# How do I prove the following summation notation problem using weak induction?

So I'm trying to figure out a homework problem. We have to prove it using weak induction.

$$\sum_{j=1}^{2^n}\frac{1}{j}\ge1+\frac{n}{2}$$

The base case is easy, and I have my induction hypothesis as the sum from $$j=1$$ to $$m$$ of $$\frac{1}{j}$$ is greater than or equal to $$1 + \frac{m}{2}$$. But I can't figure out how to get to the $$n+1$$ step. Help?

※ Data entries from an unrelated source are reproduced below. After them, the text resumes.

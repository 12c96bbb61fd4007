//! Template status state machine.
//!
//! Every status change goes through a [`Transition`]. A transition declares
//! which actor may perform it, which statuses it may start from, and which
//! statuses it may produce. [`Transition::check`] rejects a wrong actor or
//! target before a write is built, and [`Transition::precondition`] becomes
//! part of the conditional write, so the source status is enforced by the
//! store rather than by callers reading first.

use std::fmt;

use crate::error::{Result, TemplateError};
use crate::storage::condition::Condition;
use crate::storage::types::{FileType, TemplateStatus};

/// Who performs a transition.
#[derive(Debug, Clone, Copy, PartialEq, Eq)]
pub enum Actor {
    User,
    ScanIngester,
    ValidationPipeline,
    ProofIngester,
}

/// A named edge (or family of edges) in the status graph.
#[derive(Debug, Clone, Copy, PartialEq, Eq)]
pub enum Transition {
    /// Content edit; status is unchanged.
    Edit,
    FinaliseUpload,
    ScanFailed,
    RecordValidation,
    RequestProof,
    Escalate,
    Submit,
    Delete,
}

impl Transition {
    pub fn actor(&self) -> Actor {
        match self {
            Transition::Edit
            | Transition::FinaliseUpload
            | Transition::RequestProof
            | Transition::Submit
            | Transition::Delete => Actor::User,
            Transition::ScanFailed => Actor::ScanIngester,
            Transition::RecordValidation => Actor::ValidationPipeline,
            Transition::Escalate => Actor::ProofIngester,
        }
    }

    /// Statuses the transition may start from.
    pub fn from_statuses(&self) -> Vec<TemplateStatus> {
        match self {
            Transition::Edit => vec![TemplateStatus::NotYetSubmitted],
            Transition::FinaliseUpload => vec![TemplateStatus::PendingUpload],
            Transition::ScanFailed | Transition::RecordValidation | Transition::Delete => {
                TemplateStatus::non_terminal()
            }
            Transition::RequestProof => vec![TemplateStatus::PendingProofRequest],
            Transition::Escalate => vec![TemplateStatus::WaitingForProof],
            Transition::Submit => vec![
                TemplateStatus::NotYetSubmitted,
                TemplateStatus::ProofAvailable,
            ],
        }
    }

    /// Statuses the transition may produce. Empty means status is unchanged.
    pub fn to_statuses(&self) -> &'static [TemplateStatus] {
        match self {
            Transition::Edit => &[],
            Transition::FinaliseUpload => &[TemplateStatus::PendingValidation],
            Transition::ScanFailed => &[TemplateStatus::VirusScanFailed],
            Transition::RecordValidation => &[
                TemplateStatus::NotYetSubmitted,
                TemplateStatus::PendingProofRequest,
                TemplateStatus::ValidationFailed,
            ],
            Transition::RequestProof => &[TemplateStatus::WaitingForProof],
            Transition::Escalate => &[TemplateStatus::ProofAvailable],
            Transition::Submit => &[TemplateStatus::Submitted],
            Transition::Delete => &[TemplateStatus::Deleted],
        }
    }

    /// Whether this transition allows `from -> to`.
    pub fn permits(&self, from: TemplateStatus, to: TemplateStatus) -> bool {
        if !self.from_statuses().contains(&from) {
            return false;
        }
        let targets = self.to_statuses();
        if targets.is_empty() {
            from == to
        } else {
            targets.contains(&to)
        }
    }

    /// Check that `actor` may drive this transition to `to`.
    ///
    /// # Errors
    ///
    /// Returns `TemplateError::Internal` for the wrong actor, or for a target
    /// the transition cannot produce. `Edit` never changes status, so it
    /// accepts no target here.
    pub fn check(&self, actor: Actor, to: TemplateStatus) -> Result<()> {
        if actor != self.actor() {
            return Err(TemplateError::internal(format!(
                "{:?} may not perform {}",
                actor, self
            )));
        }
        if !self.to_statuses().contains(&to) {
            return Err(TemplateError::internal(format!(
                "{} cannot move a template to {}",
                self, to
            )));
        }
        Ok(())
    }

    /// Store-side guard for this transition.
    ///
    /// Submission additionally requires every uploaded file to have passed
    /// its virus scan.
    pub fn precondition(&self) -> Condition {
        let status = Condition::StatusIn(self.from_statuses());
        match self {
            Transition::Submit => status
                .and(Condition::FileScanPassedOrAbsent(FileType::PdfTemplate))
                .and(Condition::FileScanPassedOrAbsent(FileType::TestData)),
            _ => status,
        }
    }
}

impl fmt::Display for Transition {
    fn fmt(&self, f: &mut fmt::Formatter<'_>) -> fmt::Result {
        let name = match self {
            Transition::Edit => "edit",
            Transition::FinaliseUpload => "finalise-upload",
            Transition::ScanFailed => "scan-failed",
            Transition::RecordValidation => "record-validation",
            Transition::RequestProof => "request-proof",
            Transition::Escalate => "escalate",
            Transition::Submit => "submit",
            Transition::Delete => "delete",
        };
        f.write_str(name)
    }
}
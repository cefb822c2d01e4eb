use axum::{
    extract::{Path, Query, State},
    response::{IntoResponse, Json},
    Extension,
};
use serde_json::json;
use uuid::Uuid;

use crate::{
    dto::assessment_dto::{AssessmentListQuery, AssessmentListResponse, AssessmentResponse},
    error::Result,
    models::caller::CallerContext,
    AppState,
};

#[utoipa::path(
    get,
    path = "/api/assessments",
    params(
        ("status" = Option<String>, Query, description = "Filter by display status"),
        ("institution_id" = Option<String>, Query, description = "Filter by targeted institution"),
        ("kind" = Option<String>, Query, description = "assessment, course or assignment")
    ),
    responses(
        (status = 200, description = "Visible assessments with derived status", body = Json<AssessmentListResponse>)
    )
)]
#[axum::debug_handler]
pub async fn list_assessments(
    State(state): State<AppState>,
    Extension(caller): Extension<CallerContext>,
    Query(query): Query<AssessmentListQuery>,
) -> Result<impl IntoResponse> {
    let items = state.assessment_service.list(&caller, &query)?;
    let total = items.len();
    Ok(Json(AssessmentListResponse { items, total }))
}

#[utoipa::path(
    get,
    path = "/api/assessments/{id}",
    params(
        ("id" = Uuid, Path, description = "Assessment ID")
    ),
    responses(
        (status = 200, description = "Assessment found", body = Json<AssessmentResponse>),
        (status = 404, description = "Assessment not found")
    )
)]
#[axum::debug_handler]
pub async fn get_assessment(
    State(state): State<AppState>,
    Extension(caller): Extension<CallerContext>,
    Path(id): Path<Uuid>,
) -> Result<impl IntoResponse> {
    let assessment = state.assessment_service.get(&caller, id)?;
    Ok(Json(assessment))
}

#[utoipa::path(
    get,
    path = "/api/assessments/{id}/status",
    params(
        ("id" = Uuid, Path, description = "Assessment ID")
    ),
    responses(
        (status = 200, description = "Derived status"),
        (status = 404, description = "Assessment not found"),
        (status = 500, description = "Assessment has no schedule")
    )
)]
#[axum::debug_handler]
pub async fn get_assessment_status(
    State(state): State<AppState>,
    Extension(caller): Extension<CallerContext>,
    Path(id): Path<Uuid>,
) -> Result<impl IntoResponse> {
    let status = state.assessment_service.status(&caller, id)?;
    Ok(Json(json!({ "id": id, "status": status })))
}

• Welcome to MSE! You can find a tutorial on how to format your posts with MathJax here. It's standard to do so here, and the basics of MathJax are pretty easy to pick up. – Robert Howard Feb 21 at 21:50
• I think this is easier if you actually expand the terms of this series, and then group them in terms of what you're adding for each increment of $n$: $\left(\frac11\right) + \left(\frac12\right) + \left(\frac13+\frac14\right)+\left(\frac15+\frac16+\frac17+\frac18\right)+\cdots$. Does that make sense? – Brian Tung Feb 21 at 21:53

Suppose that the claim holds for some integer $$n$$. Then note that $$\sum_{j=1}^{2^{n+1}}\frac{1}{j}=\sum_{j=1}^{2^n}\frac{1}{j}+\sum_{j=2^n+1}^{2^{n+1}}\frac{1}{j}\ge 1+\frac{n}{2}+\frac{2^n}{2^{n+1}}=1+\frac{n+1}{2}$$ where we used the induction hypothesis to get the inequality and used $$\sum_{j=2^n+1}^{2^{n+1}}\frac{1}{j}\geq \frac{2^n}{2^{n+1}}$$ since we are summing $$2^n$$ terms each of which is at least $$1/2^{n+1}$$.